L'istante ha aggiunto che la Corte di Appello di Roma, con successiva sentenza del 22 maggio 2008, aveva assolto la NN, la cui posizione era stata stralciata, in relazione allo stesso reato, per non avere commesso il fatto.
Ha concluso il ST che il reato associativo non poteva ritenersi sussistente poiché a seguito della assoluzione della NN e il decesso del Lo RE veniva a difettare il numero previsto dalla norma penale.
Nel rigettare la richiesta, la Corte di Perugia ha evidenziato che le sentenze emesse a carico del ST attenevano all'operatività del "gruppo romano" dedito all'acquisto di droga ed al suo smercio in cui svolgeva un ruolo il ST. Il decesso del Lo RE era poi avvenuto successivamente all'operatività del gruppo, per cui non era venuto meno il numero minimo per ritenere sussistente l'associazione..

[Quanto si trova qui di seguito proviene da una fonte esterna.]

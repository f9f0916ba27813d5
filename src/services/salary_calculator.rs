use crate::database::models::{ActivityTotals, RateTable};

/// Computed pay components in whole yen.
#[derive(Debug, Clone, Copy, PartialEq, Eq)]
pub struct PayComponents {
    pub distance_pay: i64,
    pub time_pay: i64,
    pub vital_pay: i64,
    pub total_amount: i64,
}

/// Pure breakdown computation. Each component is rounded to the nearest whole
/// yen independently and the total is the exact integer sum of the rounded
/// components, so a displayed breakdown always foots to its displayed total.
/// Total over non-negative inputs; missing rate keys are the caller's problem.
pub fn calculate(totals: &ActivityTotals, rates: &RateTable) -> PayComponents {
    let distance_pay = round_yen(totals.total_distance_km * rates.distance_rate);
    // time_rate is per hour; fractional hours count proportionally
    let time_pay = round_yen(totals.total_minutes as f64 / 60.0 * rates.time_rate);
    let vital_pay = round_yen(totals.total_vital_count as f64 * rates.vital_rate);

    PayComponents {
        distance_pay,
        time_pay,
        vital_pay,
        total_amount: distance_pay + time_pay + vital_pay,
    }
}

fn round_yen(amount: f64) -> i64 {
    amount.round() as i64
}

#[cfg(test)]
mod tests {
    use super::*;
    use pretty_assertions::assert_eq;

    fn rates(distance: f64, time: f64, vital: f64) -> RateTable {
        RateTable {
            distance_rate: distance,
            time_rate: time,
            vital_rate: vital,
        }
    }

    #[test]
    fn worked_example_for_may_2025() {
        // 12,400 m + 8,600 m = 21.0 km; one 480-minute shift; three vitals
        let totals = ActivityTotals {
            total_distance_km: 21.0,
            total_minutes: 480,
            total_vital_count: 3,
        };

        let pay = calculate(&totals, &rates(150.0, 1200.0, 50.0));

        assert_eq!(pay.distance_pay, 3150);
        assert_eq!(pay.time_pay, 9600);
        assert_eq!(pay.vital_pay, 150);
        assert_eq!(pay.total_amount, 12900);
    }

    #[test]
    fn total_foots_to_components_after_per_component_rounding() {
        // Components land on fractional yen; rounding the summed total
        // instead of the parts would disagree with the displayed breakdown.
        let totals = ActivityTotals {
            total_distance_km: 10.01,
            total_minutes: 95,
            total_vital_count: 7,
        };
        let pay = calculate(&totals, &rates(150.0, 1234.0, 33.5));

        assert_eq!(
            pay.total_amount,
            pay.distance_pay + pay.time_pay + pay.vital_pay
        );
    }

    #[test]
    fn zero_activity_pays_nothing() {
        let pay = calculate(&ActivityTotals::zero(), &rates(150.0, 1200.0, 50.0));

        assert_eq!(
            pay,
            PayComponents {
                distance_pay: 0,
                time_pay: 0,
                vital_pay: 0,
                total_amount: 0,
            }
        );
    }

    #[test]
    fn doubling_distance_rate_only_doubles_distance_pay() {
        let totals = ActivityTotals {
            total_distance_km: 34.2,
            total_minutes: 612,
            total_vital_count: 11,
        };

        let base = calculate(&totals, &rates(150.0, 1200.0, 50.0));
        let doubled = calculate(&totals, &rates(300.0, 1200.0, 50.0));

        assert_eq!(doubled.distance_pay, base.distance_pay * 2);
        assert_eq!(doubled.time_pay, base.time_pay);
        assert_eq!(doubled.vital_pay, base.vital_pay);
    }

    #[test]
    fn fractional_hours_count_proportionally() {
        let totals = ActivityTotals {
            total_distance_km: 0.0,
            total_minutes: 90,
            total_vital_count: 0,
        };

        let pay = calculate(&totals, &rates(0.0, 1000.0, 0.0));

        assert_eq!(pay.time_pay, 1500);
        assert_eq!(pay.total_amount, 1500);
    }

    #[test]
    fn components_round_to_nearest_yen() {
        // 1.4 km at 333/km = 466.2 -> 466; 10 min at 1000/h = 166.66.. -> 167
        let totals = ActivityTotals {
            total_distance_km: 1.4,
            total_minutes: 10,
            total_vital_count: 0,
        };

        let pay = calculate(&totals, &rates(333.0, 1000.0, 0.0));

        assert_eq!(pay.distance_pay, 466);
        assert_eq!(pay.time_pay, 167);
    }
}
use actix_web::{web, HttpResponse};
use bigdecimal::BigDecimal;
use serde::Deserialize;
use uuid::Uuid;

use crate::database::models::SalarySettingInput;
use crate::database::repositories::SalarySettingRepository;
use crate::error::AppError;
use crate::handlers::shared::ApiResponse;

#[derive(Debug, Deserialize)]
#[serde(rename_all = "camelCase")]
pub struct UpdateSalarySettingRequest {
    pub value: BigDecimal,
    pub description: Option<String>,
    pub updated_by: Option<Uuid>,
}

pub async fn list_settings(
    repository: web::Data<SalarySettingRepository>,
) -> Result<HttpResponse, AppError> {
    let settings = repository.get_all().await.map_err(|e| {
        log::error!("Failed to list salary settings: {}", e);
        AppError::from(e)
    })?;

    Ok(HttpResponse::Ok().json(ApiResponse::success(settings)))
}

pub async fn get_setting(
    path: web::Path<String>,
    repository: web::Data<SalarySettingRepository>,
) -> Result<HttpResponse, AppError> {
    let key = path.into_inner();

    let setting = repository
        .get(&key)
        .await?
        .ok_or_else(|| AppError::NotFound(format!("Salary setting not found: {}", key)))?;

    Ok(HttpResponse::Ok().json(ApiResponse::success(setting)))
}

pub async fn create_setting(
    input: web::Json<SalarySettingInput>,
    repository: web::Data<SalarySettingRepository>,
) -> Result<HttpResponse, AppError> {
    let setting = repository.set(input.into_inner()).await.map_err(|e| {
        log::error!("Failed to save salary setting: {}", e);
        AppError::from(e)
    })?;

    Ok(HttpResponse::Created().json(ApiResponse::success(setting)))
}

pub async fn update_setting(
    path: web::Path<String>,
    input: web::Json<UpdateSalarySettingRequest>,
    repository: web::Data<SalarySettingRepository>,
) -> Result<HttpResponse, AppError> {
    let key = path.into_inner();
    let request = input.into_inner();

    let setting = repository
        .set(SalarySettingInput {
            key,
            value: request.value,
            description: request.description,
            updated_by: request.updated_by,
        })
        .await
        .map_err(|e| {
            log::error!("Failed to update salary setting: {}", e);
            AppError::from(e)
        })?;

    Ok(HttpResponse::Ok().json(ApiResponse::success(setting)))
}

pub async fn delete_setting(
    path: web::Path<String>,
    repository: web::Data<SalarySettingRepository>,
) -> Result<HttpResponse, AppError> {
    let key = path.into_inner();

    let deleted = repository.delete(&key).await?;
    if !deleted {
        return Err(AppError::NotFound(format!(
            "Salary setting not found: {}",
            key
        )));
    }

    Ok(HttpResponse::Ok().json(ApiResponse::<()>::success_with_message(
        None,
        "Salary setting deleted",
    )))
}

2.- Il condannato propone ricorso per cassazione deducendo violazione degli artt. 150 e 630 c.p.p., in quanto tenuto conto della assoluzione della NN e di quella pregressa di RA SI veniva meno l'elemento costitutivo di tre persone.
Afferma il ricorrente che essendo stato dichiarato estinto il reato per morte del reo riguardo al Lo RE, senza alcun accertamento nel processo, mancava la prova della partecipazione di questo all'associazione.
3.- Il ricorso è infondato.
Nel reato di associazione per delinquere "il numero minimo degli associati previsto dalla legge per la configurabilità del reato deve essere valutato in senso oggettivo, ossia come componente umana effettiva ed esistente del sodalizio e non con riferimento al numero degli imputati presenti nel processo. Ne consegue che vale a integrare il reato anche la partecipazione degli individui rimasti ignoti o giudicati a parte o deceduti, e che è possibile dedurre l'esistenza della realtà associativa, anche sotto il profilo numerico, dalle attività svolte, dalle quali può risultare in concreto una distribuzione di compiti necessariamente estesa a più di due persone" (Cass., sez. 2, 12 luglio 2007, n. 35476, Cass. sez. 6, 24 febbraio 2005, n. 12845, Cass., sez. 2, 30 aprile 1999, n. 7437). Nella specie le sentenze che hanno ritenuto partecipe il ST hanno evidenziato che le intercettazioni delle telefonate provavano il ruolo preminente di costui che aveva dato luogo ad una organizzazione sparsa sul territorio e nella quale si muovevano personaggi dediti al reperimento della droga ed altri pronti a fornire denaro per potere acquistare cocaina dall'organizzazione di tale Mazzoni.
A tale proposito significative erano la conversazione intercettata in cui il PA si definiva socio del ST nonché le altre che provavano intensi e continui contatti che denotavano l'assiduità del legame tra il Mastangeli e il PA alla ricerca non di una singola ma di una costante importazione di droga (cocaina) da potere vendere. In tale organizzazione un ruolo ben definito aveva avuto anche il Lo RE incaricato di appoggiare l'operazione di acquisto con la consegna della cocaina presso l'Hotel Siena di Roma.
Pertanto, appare logica l'argomentazione della Corte di Appello di Perugia che dalle sentenze con le quali si era ritenuto responsabile di ST risultava l'operatività del "gruppo romano" in cui svolgeva un ruolo attivo, ed anche preminente tale condannato. Il fatto che il Lo RE fosse deceduto successivamente non può escludere l'associazione sino al decesso dello stesso. Il proscioglimento di costui perché il reato è estinto per morte del reo non vale ad escludere l'associazione, stante che sentenza di proscioglimento non ha escluso oggettivamente la partecipazione "umana" del Lo RE all'associazione.
Ne consegue il rigetto del ricorso e la condanna del ricorrente al pagamento delle spese del procedimento.
P.Q.M.
La Corte rigetta il ricorso e condanna il ricorrente al pagamento delle spese processuali.
Così deciso in Roma, il 23 settembre 2010.